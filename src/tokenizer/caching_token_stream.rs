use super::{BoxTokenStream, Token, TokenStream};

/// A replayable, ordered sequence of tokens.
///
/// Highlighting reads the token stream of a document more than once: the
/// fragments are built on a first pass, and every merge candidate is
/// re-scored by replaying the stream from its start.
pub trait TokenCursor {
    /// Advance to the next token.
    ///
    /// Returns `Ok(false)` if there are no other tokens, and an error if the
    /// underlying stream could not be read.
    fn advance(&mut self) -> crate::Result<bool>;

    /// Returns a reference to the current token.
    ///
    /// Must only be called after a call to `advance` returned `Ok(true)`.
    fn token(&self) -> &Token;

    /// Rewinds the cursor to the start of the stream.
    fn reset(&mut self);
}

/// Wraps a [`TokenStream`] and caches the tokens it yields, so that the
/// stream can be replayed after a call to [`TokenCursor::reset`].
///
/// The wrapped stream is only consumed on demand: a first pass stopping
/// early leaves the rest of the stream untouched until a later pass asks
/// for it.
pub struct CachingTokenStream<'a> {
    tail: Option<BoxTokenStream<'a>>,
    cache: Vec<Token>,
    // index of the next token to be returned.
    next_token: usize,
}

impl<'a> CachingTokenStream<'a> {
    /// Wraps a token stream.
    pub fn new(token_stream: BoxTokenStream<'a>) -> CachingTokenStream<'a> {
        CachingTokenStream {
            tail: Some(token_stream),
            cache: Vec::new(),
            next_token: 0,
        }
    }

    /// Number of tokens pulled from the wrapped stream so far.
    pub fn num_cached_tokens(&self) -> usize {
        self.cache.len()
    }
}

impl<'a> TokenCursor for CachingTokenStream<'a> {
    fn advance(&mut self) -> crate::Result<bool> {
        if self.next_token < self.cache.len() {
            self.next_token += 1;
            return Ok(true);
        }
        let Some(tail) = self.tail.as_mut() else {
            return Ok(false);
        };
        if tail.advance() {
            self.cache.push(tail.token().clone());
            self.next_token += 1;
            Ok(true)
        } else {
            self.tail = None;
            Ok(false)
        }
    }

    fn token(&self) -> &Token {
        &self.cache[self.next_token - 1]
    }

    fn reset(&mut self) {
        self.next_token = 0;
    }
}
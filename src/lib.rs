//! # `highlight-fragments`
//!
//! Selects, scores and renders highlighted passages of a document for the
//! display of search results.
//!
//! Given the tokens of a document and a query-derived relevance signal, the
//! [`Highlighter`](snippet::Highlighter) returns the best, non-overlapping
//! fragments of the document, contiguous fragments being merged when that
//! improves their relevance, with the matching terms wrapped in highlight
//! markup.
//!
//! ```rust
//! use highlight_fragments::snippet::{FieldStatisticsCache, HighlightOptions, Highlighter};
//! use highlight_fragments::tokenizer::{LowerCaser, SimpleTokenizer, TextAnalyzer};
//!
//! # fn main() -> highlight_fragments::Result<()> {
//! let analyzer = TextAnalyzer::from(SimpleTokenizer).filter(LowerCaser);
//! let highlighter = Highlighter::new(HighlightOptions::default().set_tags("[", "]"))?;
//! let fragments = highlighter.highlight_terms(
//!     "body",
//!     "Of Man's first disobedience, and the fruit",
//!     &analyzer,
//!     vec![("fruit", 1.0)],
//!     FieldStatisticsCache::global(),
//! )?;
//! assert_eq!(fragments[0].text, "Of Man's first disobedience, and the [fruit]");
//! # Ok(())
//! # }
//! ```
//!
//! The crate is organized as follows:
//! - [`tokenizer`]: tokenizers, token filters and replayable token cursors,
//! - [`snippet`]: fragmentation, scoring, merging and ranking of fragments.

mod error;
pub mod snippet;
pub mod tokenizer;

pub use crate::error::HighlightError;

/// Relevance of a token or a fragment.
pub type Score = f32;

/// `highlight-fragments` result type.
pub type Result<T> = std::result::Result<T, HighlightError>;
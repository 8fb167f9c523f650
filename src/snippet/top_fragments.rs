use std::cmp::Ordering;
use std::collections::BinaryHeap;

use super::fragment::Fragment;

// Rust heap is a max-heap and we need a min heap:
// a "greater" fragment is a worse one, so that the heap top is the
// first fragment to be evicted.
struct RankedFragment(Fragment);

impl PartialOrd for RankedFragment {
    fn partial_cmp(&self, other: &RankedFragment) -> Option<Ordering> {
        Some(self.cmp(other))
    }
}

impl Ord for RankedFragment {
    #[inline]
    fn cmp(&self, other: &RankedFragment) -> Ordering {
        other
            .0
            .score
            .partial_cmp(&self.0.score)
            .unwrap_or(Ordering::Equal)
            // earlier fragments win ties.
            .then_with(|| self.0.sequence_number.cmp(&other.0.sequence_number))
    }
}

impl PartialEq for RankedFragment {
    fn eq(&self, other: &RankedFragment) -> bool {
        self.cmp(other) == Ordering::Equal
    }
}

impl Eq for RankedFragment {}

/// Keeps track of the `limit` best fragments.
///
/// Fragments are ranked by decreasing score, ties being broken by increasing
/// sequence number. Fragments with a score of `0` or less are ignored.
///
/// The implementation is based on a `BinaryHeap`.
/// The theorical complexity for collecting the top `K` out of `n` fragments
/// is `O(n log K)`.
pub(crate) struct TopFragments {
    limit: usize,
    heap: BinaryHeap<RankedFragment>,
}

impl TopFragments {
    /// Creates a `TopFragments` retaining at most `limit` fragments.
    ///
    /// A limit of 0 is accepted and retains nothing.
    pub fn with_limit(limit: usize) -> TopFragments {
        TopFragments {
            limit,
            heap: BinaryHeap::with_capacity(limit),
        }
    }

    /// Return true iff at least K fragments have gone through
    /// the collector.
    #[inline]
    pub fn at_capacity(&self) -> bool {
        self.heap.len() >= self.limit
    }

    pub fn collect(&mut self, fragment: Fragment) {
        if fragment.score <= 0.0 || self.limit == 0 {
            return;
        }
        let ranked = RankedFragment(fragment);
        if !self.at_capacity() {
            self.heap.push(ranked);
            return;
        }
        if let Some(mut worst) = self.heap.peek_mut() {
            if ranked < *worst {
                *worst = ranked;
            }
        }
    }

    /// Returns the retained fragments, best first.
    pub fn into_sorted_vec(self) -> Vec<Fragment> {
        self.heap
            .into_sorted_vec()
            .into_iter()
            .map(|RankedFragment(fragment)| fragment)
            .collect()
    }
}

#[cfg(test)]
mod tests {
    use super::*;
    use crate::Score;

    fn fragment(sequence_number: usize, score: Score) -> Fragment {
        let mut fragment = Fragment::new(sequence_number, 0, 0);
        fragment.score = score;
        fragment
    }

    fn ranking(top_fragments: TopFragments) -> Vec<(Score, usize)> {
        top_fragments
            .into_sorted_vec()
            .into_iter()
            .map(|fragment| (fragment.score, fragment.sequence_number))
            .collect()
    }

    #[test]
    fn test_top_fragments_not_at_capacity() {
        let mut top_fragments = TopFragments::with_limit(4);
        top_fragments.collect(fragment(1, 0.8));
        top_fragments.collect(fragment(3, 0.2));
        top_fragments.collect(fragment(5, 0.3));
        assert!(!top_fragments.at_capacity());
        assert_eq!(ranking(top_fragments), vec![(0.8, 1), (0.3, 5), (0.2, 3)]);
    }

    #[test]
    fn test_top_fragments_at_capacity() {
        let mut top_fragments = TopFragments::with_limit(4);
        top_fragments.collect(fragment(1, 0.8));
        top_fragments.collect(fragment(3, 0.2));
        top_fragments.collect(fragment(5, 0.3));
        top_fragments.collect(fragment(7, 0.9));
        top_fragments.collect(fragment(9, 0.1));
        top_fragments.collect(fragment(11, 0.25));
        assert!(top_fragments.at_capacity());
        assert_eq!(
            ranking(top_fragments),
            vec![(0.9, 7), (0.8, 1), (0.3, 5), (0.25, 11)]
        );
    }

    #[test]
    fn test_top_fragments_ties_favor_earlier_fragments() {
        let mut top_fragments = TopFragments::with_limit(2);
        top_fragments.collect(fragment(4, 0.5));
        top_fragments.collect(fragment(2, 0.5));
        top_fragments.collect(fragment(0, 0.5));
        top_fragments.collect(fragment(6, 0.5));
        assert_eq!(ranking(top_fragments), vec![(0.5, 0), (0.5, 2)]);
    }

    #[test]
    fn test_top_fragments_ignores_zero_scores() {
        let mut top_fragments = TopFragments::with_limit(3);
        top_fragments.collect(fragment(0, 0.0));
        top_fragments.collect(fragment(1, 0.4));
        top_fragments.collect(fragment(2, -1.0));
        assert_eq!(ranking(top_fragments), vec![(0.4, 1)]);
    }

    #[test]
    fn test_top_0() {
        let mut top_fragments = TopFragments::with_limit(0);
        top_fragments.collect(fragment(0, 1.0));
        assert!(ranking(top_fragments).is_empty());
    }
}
...
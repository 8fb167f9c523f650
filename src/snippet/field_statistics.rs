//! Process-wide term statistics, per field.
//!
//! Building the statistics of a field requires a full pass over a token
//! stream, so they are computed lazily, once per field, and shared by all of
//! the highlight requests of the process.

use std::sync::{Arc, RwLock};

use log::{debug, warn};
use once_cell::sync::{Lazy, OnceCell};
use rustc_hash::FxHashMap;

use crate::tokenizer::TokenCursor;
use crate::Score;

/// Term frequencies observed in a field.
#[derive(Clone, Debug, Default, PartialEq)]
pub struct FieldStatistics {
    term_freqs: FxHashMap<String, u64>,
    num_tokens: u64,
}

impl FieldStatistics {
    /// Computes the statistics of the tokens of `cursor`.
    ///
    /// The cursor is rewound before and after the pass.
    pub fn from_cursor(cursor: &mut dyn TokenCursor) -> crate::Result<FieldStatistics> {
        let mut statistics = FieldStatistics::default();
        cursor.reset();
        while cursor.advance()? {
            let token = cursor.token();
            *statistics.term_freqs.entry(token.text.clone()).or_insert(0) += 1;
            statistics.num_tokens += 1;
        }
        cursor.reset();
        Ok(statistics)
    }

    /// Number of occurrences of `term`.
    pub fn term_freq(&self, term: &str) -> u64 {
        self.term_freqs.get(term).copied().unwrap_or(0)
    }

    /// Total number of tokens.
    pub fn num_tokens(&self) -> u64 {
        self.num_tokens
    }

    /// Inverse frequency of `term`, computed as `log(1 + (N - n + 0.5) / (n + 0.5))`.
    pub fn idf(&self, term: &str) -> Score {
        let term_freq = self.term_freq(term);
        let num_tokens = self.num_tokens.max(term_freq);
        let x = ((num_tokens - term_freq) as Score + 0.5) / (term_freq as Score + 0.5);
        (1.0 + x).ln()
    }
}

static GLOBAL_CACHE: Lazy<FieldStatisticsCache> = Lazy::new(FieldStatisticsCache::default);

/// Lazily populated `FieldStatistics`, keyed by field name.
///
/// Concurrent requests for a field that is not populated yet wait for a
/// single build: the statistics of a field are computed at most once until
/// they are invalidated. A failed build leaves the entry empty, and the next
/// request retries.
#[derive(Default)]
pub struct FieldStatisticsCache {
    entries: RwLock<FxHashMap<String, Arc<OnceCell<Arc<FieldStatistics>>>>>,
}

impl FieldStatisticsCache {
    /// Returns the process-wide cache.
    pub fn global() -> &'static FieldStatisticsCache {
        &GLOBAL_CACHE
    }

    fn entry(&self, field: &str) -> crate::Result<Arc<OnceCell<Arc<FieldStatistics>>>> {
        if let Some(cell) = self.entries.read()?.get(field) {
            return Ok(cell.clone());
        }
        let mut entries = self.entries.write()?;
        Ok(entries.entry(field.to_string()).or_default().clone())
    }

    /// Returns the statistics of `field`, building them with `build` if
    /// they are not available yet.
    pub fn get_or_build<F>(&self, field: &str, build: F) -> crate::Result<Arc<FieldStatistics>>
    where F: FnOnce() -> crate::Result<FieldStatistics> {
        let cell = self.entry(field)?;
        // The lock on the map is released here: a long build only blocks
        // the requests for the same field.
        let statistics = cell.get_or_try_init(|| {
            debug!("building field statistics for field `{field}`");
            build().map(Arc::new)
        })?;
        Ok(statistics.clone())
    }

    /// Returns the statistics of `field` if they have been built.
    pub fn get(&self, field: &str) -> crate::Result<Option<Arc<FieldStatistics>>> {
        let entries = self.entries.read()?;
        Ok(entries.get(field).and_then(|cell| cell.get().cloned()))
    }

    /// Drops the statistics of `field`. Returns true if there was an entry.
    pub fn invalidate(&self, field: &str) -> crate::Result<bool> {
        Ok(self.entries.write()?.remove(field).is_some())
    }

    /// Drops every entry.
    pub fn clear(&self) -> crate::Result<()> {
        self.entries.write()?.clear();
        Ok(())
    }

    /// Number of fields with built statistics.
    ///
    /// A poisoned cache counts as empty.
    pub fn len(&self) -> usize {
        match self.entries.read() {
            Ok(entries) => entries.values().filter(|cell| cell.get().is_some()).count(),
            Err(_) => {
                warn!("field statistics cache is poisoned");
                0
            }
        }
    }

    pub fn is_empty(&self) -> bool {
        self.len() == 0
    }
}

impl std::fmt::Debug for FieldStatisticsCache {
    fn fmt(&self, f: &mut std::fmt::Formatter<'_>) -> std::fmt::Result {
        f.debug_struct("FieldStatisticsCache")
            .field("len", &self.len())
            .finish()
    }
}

- _TASK DIRECTIONS_
Copy each line in the entries above where "that" turns up.

- _PROBLEM SOLUTION_
/// Wraps a [`TokenStream`] and caches the tokens it yields, so that the
//! fragments of the document, contiguous fragments being merged when that
// a "greater" fragment is a worse one, so that the heap top is the
/// Concurrent requests for a field that is not populated yet wait for a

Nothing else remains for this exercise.